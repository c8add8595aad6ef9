// Copyright 2026 Johann Kempter
//
// Licensed under the Apache License, Version 2.0 (the "License");
// you may not use this file except in compliance with the License.
// You may obtain a copy of the License at
//
//     http://www.apache.org/licenses/LICENSE-2.0
//
// Unless required by applicable law or agreed to in writing, software
// distributed under the License is distributed on an "AS IS" BASIS,
// WITHOUT WARRANTIES OR CONDITIONS OF ANY KIND, either express or implied.
// See the License for the specific language governing permissions and
// limitations under the License.
//
// SPDX-License-Identifier: Apache-2.0

//! The SSA identifier table: every version of every storage location, with its
//! definition site and recorded uses.
//!
//! The table is an append-only arena. Display names encode the table position
//! at creation time (`i`, `i_4`, `i_6`, ...), so the table length bounds the
//! version numbering and freshly allocated repair temporaries slot into the
//! same scheme.

use std::fmt;

use crate::{
    error::inconsistent_error,
    ir::{BlockId, Storage},
    Error, Result,
};

/// Arena index of an SSA identifier within its table.
#[derive(Debug, Clone, Copy, PartialEq, Eq, Hash, PartialOrd, Ord)]
pub struct SsaId(usize);

impl SsaId {
    /// Creates an identifier id from a raw arena index.
    #[must_use]
    pub const fn new(index: usize) -> Self {
        Self(index)
    }

    /// The raw arena index.
    #[must_use]
    pub const fn index(self) -> usize {
        self.0
    }
}

impl fmt::Display for SsaId {
    fn fmt(&self, f: &mut fmt::Formatter<'_>) -> fmt::Result {
        write!(f, "v{}", self.0)
    }
}

/// Position of a statement: owning block plus statement index.
#[derive(Debug, Clone, Copy, PartialEq, Eq, Hash)]
pub struct StatementRef {
    /// The owning block.
    pub block: BlockId,
    /// The statement index within the block.
    pub index: usize,
}

impl fmt::Display for StatementRef {
    fn fmt(&self, f: &mut fmt::Formatter<'_>) -> fmt::Result {
        write!(f, "{}[{}]", self.block, self.index)
    }
}

/// Where an identifier receives its value.
#[derive(Debug, Clone, Copy, PartialEq, Eq)]
pub enum DefSite {
    /// Defined implicitly at procedure entry (arguments, live-in machine state).
    Entry,
    /// Defined by the statement at the given position.
    Statement(StatementRef),
}

/// One SSA version of a storage location.
#[derive(Debug, Clone, PartialEq, Eq)]
pub struct SsaIdentifier {
    id: SsaId,
    original: String,
    name: String,
    storage: Storage,
    definition: DefSite,
    uses: Vec<StatementRef>,
    temp: bool,
}

impl SsaIdentifier {
    /// The identifier's arena id.
    #[must_use]
    pub const fn id(&self) -> SsaId {
        self.id
    }

    /// The pre-SSA variable name this identifier is a version of.
    #[must_use]
    pub fn original(&self) -> &str {
        &self.original
    }

    /// The display name (`i`, `i_4`, ...).
    #[must_use]
    pub fn name(&self) -> &str {
        &self.name
    }

    /// The backing storage location.
    #[must_use]
    pub const fn storage(&self) -> Storage {
        self.storage
    }

    /// The definition site.
    #[must_use]
    pub const fn definition(&self) -> DefSite {
        self.definition
    }

    /// The recorded use sites, one entry per operand occurrence.
    #[must_use]
    pub fn uses(&self) -> &[StatementRef] {
        &self.uses
    }

    /// Whether this identifier was generated by a pass rather than the lifter.
    #[must_use]
    pub const fn is_temp(&self) -> bool {
        self.temp
    }

    /// Whether the identifier has no recorded uses.
    #[must_use]
    pub fn is_dead(&self) -> bool {
        self.uses.is_empty()
    }
}

/// Append-only arena of [`SsaIdentifier`]s.
#[derive(Debug, Clone, Default, PartialEq, Eq)]
pub struct SsaIdentifierTable {
    entries: Vec<SsaIdentifier>,
}

impl SsaIdentifierTable {
    /// Creates an empty table.
    #[must_use]
    pub fn new() -> Self {
        Self::default()
    }

    /// Number of registered identifiers.
    #[must_use]
    pub fn len(&self) -> usize {
        self.entries.len()
    }

    /// Whether the table is empty.
    #[must_use]
    pub fn is_empty(&self) -> bool {
        self.entries.is_empty()
    }

    /// Registers the initial version of `original`, displayed under the bare name.
    ///
    /// The definition defaults to [`DefSite::Entry`] until a defining statement
    /// is recorded.
    pub fn define(&mut self, original: &str, storage: Storage) -> SsaId {
        self.push(original.to_string(), original.to_string(), storage, false)
    }

    /// Registers a renamed version of `original`, displayed as
    /// `original_{index}` where index is the current table length.
    pub fn define_version(&mut self, original: &str, storage: Storage) -> SsaId {
        let name = format!("{original}_{}", self.entries.len());
        self.push(original.to_string(), name, storage, false)
    }

    /// Allocates a compiler-generated temporary related to `old`: same original
    /// variable, versioned display name, fresh temporary storage.
    pub fn allocate_related(&mut self, old: SsaId) -> Result<SsaId> {
        let original = self
            .get(old)
            .ok_or(Error::IdentifierNotFound(old))?
            .original()
            .to_string();
        let index = self.entries.len();
        let name = format!("{original}_{index}");
        Ok(self.push(original, name, Storage::Temp(index as u32), true))
    }

    fn push(&mut self, original: String, name: String, storage: Storage, temp: bool) -> SsaId {
        let id = SsaId::new(self.entries.len());
        self.entries.push(SsaIdentifier {
            id,
            original,
            name,
            storage,
            definition: DefSite::Entry,
            uses: Vec::new(),
            temp,
        });
        id
    }

    /// Looks up an identifier by id.
    #[must_use]
    pub fn get(&self, id: SsaId) -> Option<&SsaIdentifier> {
        self.entries.get(id.index())
    }

    /// Looks up an identifier by its display name.
    #[must_use]
    pub fn find_by_name(&self, name: &str) -> Option<SsaId> {
        self.entries.iter().find(|e| e.name == name).map(|e| e.id)
    }

    /// All versions of the given original variable, in creation order.
    pub fn versions_of<'a>(&'a self, original: &'a str) -> impl Iterator<Item = SsaId> + 'a {
        self.entries
            .iter()
            .filter(move |e| e.original == original)
            .map(|e| e.id)
    }

    /// Iterates over all identifiers in arena order.
    pub fn iter(&self) -> impl Iterator<Item = &SsaIdentifier> {
        self.entries.iter()
    }

    /// Records the defining statement of `id`.
    ///
    /// An identifier may move from an entry definition to a statement definition
    /// once; a second statement definition violates single assignment.
    pub fn set_definition(&mut self, id: SsaId, site: StatementRef) -> Result<()> {
        let entry = self
            .entries
            .get_mut(id.index())
            .ok_or(Error::IdentifierNotFound(id))?;
        if let DefSite::Statement(existing) = entry.definition {
            return Err(inconsistent_error!(
                "second definition of {} at {site}, already defined at {existing}",
                entry.name
            ));
        }
        entry.definition = DefSite::Statement(site);
        Ok(())
    }

    /// Records a use of `id` at `site`. One entry per operand occurrence.
    pub fn add_use(&mut self, id: SsaId, site: StatementRef) -> Result<()> {
        self.entries
            .get_mut(id.index())
            .ok_or(Error::IdentifierNotFound(id))?
            .uses
            .push(site);
        Ok(())
    }

    /// Removes one recorded use of `id` at `site`, if present.
    pub fn remove_use(&mut self, id: SsaId, site: StatementRef) {
        if let Some(entry) = self.entries.get_mut(id.index()) {
            if let Some(pos) = entry.uses.iter().position(|u| *u == site) {
                entry.uses.swap_remove(pos);
            }
        }
    }

    /// Shifts every recorded site in `block` at or past `index` by one, making
    /// room for a statement inserted there.
    pub fn shift_for_insertion(&mut self, block: BlockId, index: usize) {
        for entry in &mut self.entries {
            if let DefSite::Statement(site) = &mut entry.definition {
                if site.block == block && site.index >= index {
                    site.index += 1;
                }
            }
            for site in &mut entry.uses {
                if site.block == block && site.index >= index {
                    site.index += 1;
                }
            }
        }
    }
}

#[cfg(test)]
mod tests {
    use super::*;

    fn site(block: usize, index: usize) -> StatementRef {
        StatementRef {
            block: BlockId::new(block),
            index,
        }
    }

    #[test]
    fn version_names_encode_table_position() {
        let mut table = SsaIdentifierTable::new();
        let fp = table.define("fp", Storage::Register(5));
        let i = table.define("i", Storage::StackSlot(-8));
        let i4 = {
            let _ = table.define("data", Storage::StackSlot(-12));
            let _ = table.define("sp", Storage::Register(4));
            table.define_version("i", Storage::StackSlot(-8))
        };
        assert_eq!(table.get(fp).map(SsaIdentifier::name), Some("fp"));
        assert_eq!(table.get(i).map(SsaIdentifier::name), Some("i"));
        assert_eq!(table.get(i4).map(SsaIdentifier::name), Some("i_4"));
        assert_eq!(table.find_by_name("i_4"), Some(i4));
        assert_eq!(table.versions_of("i").collect::<Vec<_>>(), vec![i, i4]);
    }

    #[test]
    fn related_allocation_is_a_temp_in_sequence() {
        let mut table = SsaIdentifierTable::new();
        let reg = table.define("reg", Storage::Register(0));
        for _ in 0..6 {
            table.define_version("x", Storage::Register(1));
        }
        let fresh = table.allocate_related(reg).expect("reg is registered");
        let entry = table.get(fresh).expect("fresh is registered");
        assert_eq!(entry.name(), "reg_7");
        assert_eq!(entry.original(), "reg");
        assert!(entry.is_temp());
        assert!(entry.storage().is_temp());
    }

    #[test]
    fn second_statement_definition_is_rejected() {
        let mut table = SsaIdentifierTable::new();
        let x = table.define("x", Storage::Register(0));
        table.set_definition(x, site(0, 0)).expect("first definition");
        let err = table.set_definition(x, site(0, 1)).expect_err("single assignment");
        assert!(matches!(err, Error::Inconsistent { .. }));
    }

    #[test]
    fn shift_moves_sites_at_or_past_the_insertion_point() {
        let mut table = SsaIdentifierTable::new();
        let x = table.define("x", Storage::Register(0));
        let y = table.define("y", Storage::Register(1));
        table.set_definition(x, site(0, 1)).expect("definition");
        table.add_use(x, site(0, 2)).expect("use");
        table.add_use(y, site(1, 0)).expect("use in another block");
        table.shift_for_insertion(BlockId::new(0), 1);
        assert_eq!(
            table.get(x).map(SsaIdentifier::definition),
            Some(DefSite::Statement(site(0, 2)))
        );
        assert_eq!(table.get(x).map(|e| e.uses()[0]), Some(site(0, 3)));
        assert_eq!(table.get(y).map(|e| e.uses()[0]), Some(site(1, 0)));
    }

    #[test]
    fn unknown_identifier_is_an_error() {
        let mut table = SsaIdentifierTable::new();
        let ghost = SsaId::new(9);
        assert!(matches!(
            table.allocate_related(ghost),
            Err(Error::IdentifierNotFound(_))
        ));
        assert!(matches!(
            table.add_use(ghost, site(0, 0)),
            Err(Error::IdentifierNotFound(_))
        ));
    }
}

────────────────────

Work to complete =>
All lines above with the word "Some" need to be reported.

Response to the exercise =>
        if let Some(entry) = self.entries.get_mut(id.index()) {
            if let Some(pos) = entry.uses.iter().position(|u| *u == site) {
        assert_eq!(table.get(fp).map(SsaIdentifier::name), Some("fp"));
        assert_eq!(table.get(i).map(SsaIdentifier::name), Some("i"));
        assert_eq!(table.get(i4).map(SsaIdentifier::name), Some("i_4"));
        assert_eq!(table.find_by_name("i_4"), Some(i4));
            Some(DefSite::Statement(site(0, 2)))
        assert_eq!(table.get(x).map(|e| e.uses()[0]), Some(site(0, 3)));
        assert_eq!(table.get(y).map(|e| e.uses()[0]), Some(site(1, 0)));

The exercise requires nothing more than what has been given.